--- Your goal ---
Go through the records that follow and tally the lines with "close" in them; answer with the number alone.

--- Exercise data ---

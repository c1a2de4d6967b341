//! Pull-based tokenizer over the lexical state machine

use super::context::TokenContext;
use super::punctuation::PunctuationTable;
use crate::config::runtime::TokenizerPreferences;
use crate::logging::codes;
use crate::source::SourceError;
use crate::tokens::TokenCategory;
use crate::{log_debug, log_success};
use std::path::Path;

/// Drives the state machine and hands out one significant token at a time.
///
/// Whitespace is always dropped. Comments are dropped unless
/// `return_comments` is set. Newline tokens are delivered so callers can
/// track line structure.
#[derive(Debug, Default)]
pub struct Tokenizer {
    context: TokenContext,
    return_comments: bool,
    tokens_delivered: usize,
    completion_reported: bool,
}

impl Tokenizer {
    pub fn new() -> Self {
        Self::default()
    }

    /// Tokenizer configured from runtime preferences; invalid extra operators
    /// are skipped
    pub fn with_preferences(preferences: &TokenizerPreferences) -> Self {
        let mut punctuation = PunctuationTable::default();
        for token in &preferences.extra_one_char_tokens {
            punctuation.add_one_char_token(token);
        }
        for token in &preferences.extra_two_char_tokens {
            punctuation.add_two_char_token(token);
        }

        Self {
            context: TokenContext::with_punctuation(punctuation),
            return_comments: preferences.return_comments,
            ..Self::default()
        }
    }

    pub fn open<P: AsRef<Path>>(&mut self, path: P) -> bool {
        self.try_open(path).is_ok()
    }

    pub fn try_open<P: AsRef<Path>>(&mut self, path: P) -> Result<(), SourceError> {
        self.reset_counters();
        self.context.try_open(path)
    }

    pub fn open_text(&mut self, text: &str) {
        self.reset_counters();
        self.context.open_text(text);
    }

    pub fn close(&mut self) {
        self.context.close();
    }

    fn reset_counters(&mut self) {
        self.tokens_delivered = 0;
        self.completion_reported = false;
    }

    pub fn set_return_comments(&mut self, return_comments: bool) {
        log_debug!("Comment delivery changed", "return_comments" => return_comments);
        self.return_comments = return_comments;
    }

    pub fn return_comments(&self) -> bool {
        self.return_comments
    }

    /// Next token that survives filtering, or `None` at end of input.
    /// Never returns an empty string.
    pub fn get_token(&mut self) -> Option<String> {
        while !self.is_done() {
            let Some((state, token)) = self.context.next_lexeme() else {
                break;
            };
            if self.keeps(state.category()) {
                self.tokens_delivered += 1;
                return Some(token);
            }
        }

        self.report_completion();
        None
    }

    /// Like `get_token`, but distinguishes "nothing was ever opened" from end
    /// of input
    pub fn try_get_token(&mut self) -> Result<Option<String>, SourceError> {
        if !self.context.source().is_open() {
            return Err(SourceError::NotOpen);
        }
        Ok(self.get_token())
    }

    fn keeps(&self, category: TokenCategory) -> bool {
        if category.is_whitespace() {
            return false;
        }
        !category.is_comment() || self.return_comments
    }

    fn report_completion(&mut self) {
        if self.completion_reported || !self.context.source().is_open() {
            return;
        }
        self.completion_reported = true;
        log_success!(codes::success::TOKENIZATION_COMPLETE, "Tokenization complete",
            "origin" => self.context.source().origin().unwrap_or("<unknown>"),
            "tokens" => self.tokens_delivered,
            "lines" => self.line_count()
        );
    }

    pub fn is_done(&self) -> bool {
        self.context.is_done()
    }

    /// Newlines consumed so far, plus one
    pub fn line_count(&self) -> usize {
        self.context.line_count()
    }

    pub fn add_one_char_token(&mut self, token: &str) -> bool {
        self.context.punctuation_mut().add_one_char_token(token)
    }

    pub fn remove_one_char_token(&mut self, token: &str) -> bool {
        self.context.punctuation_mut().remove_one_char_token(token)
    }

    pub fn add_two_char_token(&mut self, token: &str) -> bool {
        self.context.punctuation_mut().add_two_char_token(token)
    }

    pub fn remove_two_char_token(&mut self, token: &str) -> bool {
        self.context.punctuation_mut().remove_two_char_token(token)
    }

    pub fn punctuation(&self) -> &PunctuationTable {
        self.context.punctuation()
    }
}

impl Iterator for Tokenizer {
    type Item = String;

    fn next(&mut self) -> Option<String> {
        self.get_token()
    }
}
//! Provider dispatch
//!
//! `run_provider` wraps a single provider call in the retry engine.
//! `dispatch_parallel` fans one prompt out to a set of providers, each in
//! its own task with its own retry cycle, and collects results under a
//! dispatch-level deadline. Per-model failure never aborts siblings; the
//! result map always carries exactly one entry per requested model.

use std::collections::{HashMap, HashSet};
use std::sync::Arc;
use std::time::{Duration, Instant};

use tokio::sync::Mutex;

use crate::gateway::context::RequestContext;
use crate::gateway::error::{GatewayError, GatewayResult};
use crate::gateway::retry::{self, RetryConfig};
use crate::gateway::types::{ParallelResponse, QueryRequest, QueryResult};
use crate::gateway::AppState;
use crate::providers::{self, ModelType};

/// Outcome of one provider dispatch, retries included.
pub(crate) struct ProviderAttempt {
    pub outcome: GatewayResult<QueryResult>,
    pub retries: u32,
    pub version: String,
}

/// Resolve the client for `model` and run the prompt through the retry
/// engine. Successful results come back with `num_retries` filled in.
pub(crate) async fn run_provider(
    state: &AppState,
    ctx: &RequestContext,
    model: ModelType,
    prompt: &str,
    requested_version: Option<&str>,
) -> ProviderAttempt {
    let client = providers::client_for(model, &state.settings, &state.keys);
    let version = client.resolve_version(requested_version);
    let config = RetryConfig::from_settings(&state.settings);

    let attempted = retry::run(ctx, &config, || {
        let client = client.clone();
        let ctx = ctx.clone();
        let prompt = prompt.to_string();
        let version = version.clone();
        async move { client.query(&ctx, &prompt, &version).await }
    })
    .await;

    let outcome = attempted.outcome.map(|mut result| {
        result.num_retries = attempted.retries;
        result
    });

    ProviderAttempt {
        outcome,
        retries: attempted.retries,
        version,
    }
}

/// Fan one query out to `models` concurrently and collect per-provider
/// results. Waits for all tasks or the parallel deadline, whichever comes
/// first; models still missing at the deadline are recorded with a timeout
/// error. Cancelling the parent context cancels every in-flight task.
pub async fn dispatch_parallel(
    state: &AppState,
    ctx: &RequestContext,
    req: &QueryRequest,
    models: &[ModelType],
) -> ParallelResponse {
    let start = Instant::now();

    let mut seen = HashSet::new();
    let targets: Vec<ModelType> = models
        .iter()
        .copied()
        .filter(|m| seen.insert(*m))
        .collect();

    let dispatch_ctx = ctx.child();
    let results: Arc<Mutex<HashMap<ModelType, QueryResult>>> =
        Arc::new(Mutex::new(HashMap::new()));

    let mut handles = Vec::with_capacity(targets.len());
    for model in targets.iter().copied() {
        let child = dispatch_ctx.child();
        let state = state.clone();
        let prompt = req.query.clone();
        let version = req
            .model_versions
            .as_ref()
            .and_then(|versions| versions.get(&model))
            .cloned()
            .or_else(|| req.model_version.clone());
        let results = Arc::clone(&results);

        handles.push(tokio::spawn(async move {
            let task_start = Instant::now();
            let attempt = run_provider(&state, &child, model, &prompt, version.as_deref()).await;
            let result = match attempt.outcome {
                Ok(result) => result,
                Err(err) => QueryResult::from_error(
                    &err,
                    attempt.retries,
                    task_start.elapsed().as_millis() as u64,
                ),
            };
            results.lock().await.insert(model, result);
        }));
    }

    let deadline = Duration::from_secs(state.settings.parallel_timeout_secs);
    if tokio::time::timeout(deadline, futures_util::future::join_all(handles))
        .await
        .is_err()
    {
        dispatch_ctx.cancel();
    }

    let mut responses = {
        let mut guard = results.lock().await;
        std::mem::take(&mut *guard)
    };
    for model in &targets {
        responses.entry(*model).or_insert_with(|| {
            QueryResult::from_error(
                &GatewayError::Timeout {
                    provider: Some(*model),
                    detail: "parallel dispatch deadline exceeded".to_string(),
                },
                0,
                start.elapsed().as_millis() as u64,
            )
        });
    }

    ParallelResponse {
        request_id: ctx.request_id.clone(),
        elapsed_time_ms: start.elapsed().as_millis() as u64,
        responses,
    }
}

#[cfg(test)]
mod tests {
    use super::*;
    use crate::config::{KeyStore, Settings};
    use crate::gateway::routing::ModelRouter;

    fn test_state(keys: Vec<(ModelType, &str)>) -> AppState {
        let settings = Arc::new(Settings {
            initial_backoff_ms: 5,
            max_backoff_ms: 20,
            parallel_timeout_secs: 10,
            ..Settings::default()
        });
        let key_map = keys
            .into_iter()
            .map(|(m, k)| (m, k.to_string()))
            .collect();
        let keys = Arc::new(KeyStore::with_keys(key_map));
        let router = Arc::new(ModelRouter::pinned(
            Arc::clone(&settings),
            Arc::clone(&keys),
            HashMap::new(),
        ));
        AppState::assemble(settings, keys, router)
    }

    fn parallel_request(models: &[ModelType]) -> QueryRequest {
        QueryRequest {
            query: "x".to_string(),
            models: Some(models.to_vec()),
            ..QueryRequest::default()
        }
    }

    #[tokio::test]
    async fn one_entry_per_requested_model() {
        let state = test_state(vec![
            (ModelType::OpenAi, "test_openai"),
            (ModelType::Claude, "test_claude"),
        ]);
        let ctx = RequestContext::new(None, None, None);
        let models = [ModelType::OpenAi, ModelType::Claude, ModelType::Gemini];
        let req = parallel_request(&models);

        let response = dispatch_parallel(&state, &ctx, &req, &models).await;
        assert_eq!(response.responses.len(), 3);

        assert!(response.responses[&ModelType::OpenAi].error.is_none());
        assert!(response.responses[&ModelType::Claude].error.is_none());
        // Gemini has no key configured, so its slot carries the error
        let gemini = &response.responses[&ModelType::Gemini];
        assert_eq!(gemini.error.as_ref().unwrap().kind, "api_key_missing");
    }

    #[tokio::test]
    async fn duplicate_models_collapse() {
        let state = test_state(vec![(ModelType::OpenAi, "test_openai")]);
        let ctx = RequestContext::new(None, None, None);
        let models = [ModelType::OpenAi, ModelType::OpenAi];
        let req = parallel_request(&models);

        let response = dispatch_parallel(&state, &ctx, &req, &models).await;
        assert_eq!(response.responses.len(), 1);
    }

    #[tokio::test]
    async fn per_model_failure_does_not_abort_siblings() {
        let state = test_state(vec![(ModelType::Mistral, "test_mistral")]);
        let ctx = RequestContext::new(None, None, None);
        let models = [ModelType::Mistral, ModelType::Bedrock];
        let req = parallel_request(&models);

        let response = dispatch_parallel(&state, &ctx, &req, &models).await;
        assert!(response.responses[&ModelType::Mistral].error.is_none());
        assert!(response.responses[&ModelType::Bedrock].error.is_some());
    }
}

--- Output for this exercise ---
2